§ **Instructions to follow**:
Nothing past the line containing "are ranked by" belongs in the output. Copy exactly every line of the data below from the first up to and including it.

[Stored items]
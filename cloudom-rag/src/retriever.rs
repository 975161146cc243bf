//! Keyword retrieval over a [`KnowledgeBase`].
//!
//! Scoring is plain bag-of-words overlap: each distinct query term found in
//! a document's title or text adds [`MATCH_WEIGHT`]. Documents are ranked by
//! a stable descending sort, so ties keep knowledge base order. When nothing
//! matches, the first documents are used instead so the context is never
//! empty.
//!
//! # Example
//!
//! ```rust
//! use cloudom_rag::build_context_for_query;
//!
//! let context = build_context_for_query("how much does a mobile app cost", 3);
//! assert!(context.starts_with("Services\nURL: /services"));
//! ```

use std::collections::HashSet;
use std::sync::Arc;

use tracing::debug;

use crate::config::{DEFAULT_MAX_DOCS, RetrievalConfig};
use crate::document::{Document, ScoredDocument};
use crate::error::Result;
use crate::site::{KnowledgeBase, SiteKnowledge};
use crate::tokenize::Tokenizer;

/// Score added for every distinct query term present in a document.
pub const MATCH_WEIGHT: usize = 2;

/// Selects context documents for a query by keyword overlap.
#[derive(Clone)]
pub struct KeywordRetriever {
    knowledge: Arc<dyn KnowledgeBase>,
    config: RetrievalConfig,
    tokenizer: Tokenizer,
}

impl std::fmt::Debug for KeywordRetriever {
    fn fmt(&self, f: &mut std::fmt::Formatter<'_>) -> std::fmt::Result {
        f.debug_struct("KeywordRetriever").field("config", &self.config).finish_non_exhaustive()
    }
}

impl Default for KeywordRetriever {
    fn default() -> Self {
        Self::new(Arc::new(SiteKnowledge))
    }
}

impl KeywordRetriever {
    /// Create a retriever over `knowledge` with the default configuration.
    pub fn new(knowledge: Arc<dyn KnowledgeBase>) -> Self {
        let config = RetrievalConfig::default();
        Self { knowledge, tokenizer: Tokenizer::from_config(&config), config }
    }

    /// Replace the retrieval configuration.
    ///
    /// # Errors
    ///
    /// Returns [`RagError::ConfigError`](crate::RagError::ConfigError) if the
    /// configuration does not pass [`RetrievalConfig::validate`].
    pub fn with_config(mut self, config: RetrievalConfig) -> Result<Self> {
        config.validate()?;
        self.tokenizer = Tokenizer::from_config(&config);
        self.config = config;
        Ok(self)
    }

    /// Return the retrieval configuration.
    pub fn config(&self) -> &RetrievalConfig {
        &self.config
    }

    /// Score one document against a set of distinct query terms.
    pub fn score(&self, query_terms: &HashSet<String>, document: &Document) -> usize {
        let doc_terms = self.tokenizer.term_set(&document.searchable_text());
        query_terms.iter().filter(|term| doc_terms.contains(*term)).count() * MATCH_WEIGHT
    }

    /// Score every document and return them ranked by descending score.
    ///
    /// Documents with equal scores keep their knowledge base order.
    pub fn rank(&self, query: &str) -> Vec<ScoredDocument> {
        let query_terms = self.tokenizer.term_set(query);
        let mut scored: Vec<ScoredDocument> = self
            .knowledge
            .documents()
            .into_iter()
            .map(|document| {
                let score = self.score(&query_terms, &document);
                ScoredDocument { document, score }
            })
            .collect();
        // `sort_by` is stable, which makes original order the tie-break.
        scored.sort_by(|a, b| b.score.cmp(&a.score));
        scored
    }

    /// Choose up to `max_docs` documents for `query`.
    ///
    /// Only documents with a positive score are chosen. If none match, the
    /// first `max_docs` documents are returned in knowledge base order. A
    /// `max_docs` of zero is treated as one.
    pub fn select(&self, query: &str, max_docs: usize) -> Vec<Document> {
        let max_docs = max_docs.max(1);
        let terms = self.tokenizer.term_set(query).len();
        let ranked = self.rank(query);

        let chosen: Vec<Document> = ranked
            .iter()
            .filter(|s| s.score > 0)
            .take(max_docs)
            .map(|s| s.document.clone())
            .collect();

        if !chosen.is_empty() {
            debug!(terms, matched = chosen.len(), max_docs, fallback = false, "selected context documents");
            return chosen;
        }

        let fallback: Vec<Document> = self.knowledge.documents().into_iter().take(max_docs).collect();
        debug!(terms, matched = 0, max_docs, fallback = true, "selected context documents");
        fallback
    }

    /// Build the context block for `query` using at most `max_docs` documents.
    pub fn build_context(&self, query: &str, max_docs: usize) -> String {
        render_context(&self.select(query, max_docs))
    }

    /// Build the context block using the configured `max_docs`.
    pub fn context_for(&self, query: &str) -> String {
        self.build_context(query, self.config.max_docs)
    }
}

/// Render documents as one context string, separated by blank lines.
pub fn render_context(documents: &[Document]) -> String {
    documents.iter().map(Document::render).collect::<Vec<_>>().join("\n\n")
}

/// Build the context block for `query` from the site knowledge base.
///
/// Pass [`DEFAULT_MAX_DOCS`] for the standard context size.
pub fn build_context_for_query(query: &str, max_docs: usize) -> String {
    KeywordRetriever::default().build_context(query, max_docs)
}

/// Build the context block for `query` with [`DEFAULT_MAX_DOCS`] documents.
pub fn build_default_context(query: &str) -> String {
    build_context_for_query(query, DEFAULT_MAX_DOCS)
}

§ **Output of the exercise**:
filename cloudom-rag/src/retriever.rs
repository 975161146cc243bf
//! Keyword retrieval over a [`KnowledgeBase`].
//!
//! Scoring is plain bag-of-words overlap: each distinct query term found in
//! a document's title or text adds [`MATCH_WEIGHT`]. Documents are ranked by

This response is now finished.